Use the entries below to count the lines that hold the word "separator"; answer with the number only.

■ **Given records**
········

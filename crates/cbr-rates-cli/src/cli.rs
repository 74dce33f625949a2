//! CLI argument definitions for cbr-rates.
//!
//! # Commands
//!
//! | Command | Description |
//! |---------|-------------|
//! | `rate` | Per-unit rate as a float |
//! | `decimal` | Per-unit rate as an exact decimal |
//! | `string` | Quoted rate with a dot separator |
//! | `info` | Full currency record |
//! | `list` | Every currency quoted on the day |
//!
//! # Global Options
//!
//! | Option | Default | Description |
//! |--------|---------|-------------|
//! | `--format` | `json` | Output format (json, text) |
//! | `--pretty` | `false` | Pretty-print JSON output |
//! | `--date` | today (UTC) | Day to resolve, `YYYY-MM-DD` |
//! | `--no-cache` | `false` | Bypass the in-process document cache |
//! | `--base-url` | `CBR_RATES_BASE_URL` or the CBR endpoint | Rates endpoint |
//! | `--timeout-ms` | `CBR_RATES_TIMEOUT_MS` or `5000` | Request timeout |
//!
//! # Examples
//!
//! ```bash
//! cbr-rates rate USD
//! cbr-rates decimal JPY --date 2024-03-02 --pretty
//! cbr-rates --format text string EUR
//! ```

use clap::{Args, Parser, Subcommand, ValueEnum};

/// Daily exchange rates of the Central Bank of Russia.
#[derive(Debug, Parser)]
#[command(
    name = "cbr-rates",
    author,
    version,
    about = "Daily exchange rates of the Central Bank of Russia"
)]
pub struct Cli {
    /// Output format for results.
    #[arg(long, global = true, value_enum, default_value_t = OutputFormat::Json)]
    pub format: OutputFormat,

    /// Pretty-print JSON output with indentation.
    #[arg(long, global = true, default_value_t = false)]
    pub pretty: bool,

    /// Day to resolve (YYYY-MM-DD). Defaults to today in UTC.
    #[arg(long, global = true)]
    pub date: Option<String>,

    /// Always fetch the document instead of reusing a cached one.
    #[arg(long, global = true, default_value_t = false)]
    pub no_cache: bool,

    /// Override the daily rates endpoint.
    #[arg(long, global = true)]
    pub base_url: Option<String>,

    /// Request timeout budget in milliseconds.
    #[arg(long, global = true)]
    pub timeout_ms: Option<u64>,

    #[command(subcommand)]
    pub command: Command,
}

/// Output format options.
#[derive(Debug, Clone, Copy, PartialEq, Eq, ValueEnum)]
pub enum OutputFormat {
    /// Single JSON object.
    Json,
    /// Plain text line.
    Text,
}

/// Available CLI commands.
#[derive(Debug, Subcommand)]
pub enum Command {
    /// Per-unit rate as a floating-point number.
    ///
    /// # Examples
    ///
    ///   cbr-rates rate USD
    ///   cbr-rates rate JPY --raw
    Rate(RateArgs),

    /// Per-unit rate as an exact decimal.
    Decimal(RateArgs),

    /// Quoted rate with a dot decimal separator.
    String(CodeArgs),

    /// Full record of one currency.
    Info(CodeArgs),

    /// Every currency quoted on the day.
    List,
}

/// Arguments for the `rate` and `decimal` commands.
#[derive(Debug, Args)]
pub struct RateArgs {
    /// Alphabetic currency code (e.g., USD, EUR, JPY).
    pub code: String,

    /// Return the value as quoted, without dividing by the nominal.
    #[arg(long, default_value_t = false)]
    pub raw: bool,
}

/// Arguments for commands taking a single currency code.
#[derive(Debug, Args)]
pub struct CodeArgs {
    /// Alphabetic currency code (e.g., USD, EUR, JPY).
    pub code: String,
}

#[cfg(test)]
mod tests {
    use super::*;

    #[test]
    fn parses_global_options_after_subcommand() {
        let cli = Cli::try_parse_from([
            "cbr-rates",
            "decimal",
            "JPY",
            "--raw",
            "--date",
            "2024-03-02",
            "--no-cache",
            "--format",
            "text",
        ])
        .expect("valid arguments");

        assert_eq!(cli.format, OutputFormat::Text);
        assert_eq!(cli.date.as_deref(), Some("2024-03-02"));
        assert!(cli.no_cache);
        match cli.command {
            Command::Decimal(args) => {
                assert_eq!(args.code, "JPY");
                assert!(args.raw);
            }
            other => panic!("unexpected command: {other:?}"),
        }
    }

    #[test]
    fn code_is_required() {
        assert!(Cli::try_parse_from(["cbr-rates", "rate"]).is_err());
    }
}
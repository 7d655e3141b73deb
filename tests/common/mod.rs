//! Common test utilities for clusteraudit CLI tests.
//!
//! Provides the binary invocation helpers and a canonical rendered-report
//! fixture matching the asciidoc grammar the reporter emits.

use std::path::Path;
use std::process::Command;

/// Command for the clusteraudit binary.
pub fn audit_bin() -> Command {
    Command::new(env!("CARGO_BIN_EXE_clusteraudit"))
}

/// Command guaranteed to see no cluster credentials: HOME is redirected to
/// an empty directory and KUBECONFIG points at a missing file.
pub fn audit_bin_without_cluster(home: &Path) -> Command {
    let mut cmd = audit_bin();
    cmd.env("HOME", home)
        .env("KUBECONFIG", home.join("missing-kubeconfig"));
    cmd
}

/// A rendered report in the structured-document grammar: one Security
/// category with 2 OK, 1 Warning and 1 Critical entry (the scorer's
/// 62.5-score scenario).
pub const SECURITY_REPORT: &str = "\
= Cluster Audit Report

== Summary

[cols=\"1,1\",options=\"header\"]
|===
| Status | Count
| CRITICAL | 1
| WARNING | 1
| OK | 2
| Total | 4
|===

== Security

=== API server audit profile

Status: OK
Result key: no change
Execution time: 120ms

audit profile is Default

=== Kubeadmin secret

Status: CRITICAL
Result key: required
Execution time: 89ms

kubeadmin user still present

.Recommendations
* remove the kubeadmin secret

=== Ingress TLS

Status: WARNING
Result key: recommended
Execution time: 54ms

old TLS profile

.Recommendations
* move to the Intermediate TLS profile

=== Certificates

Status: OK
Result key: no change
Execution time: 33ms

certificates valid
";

········

■ **Written solution**
2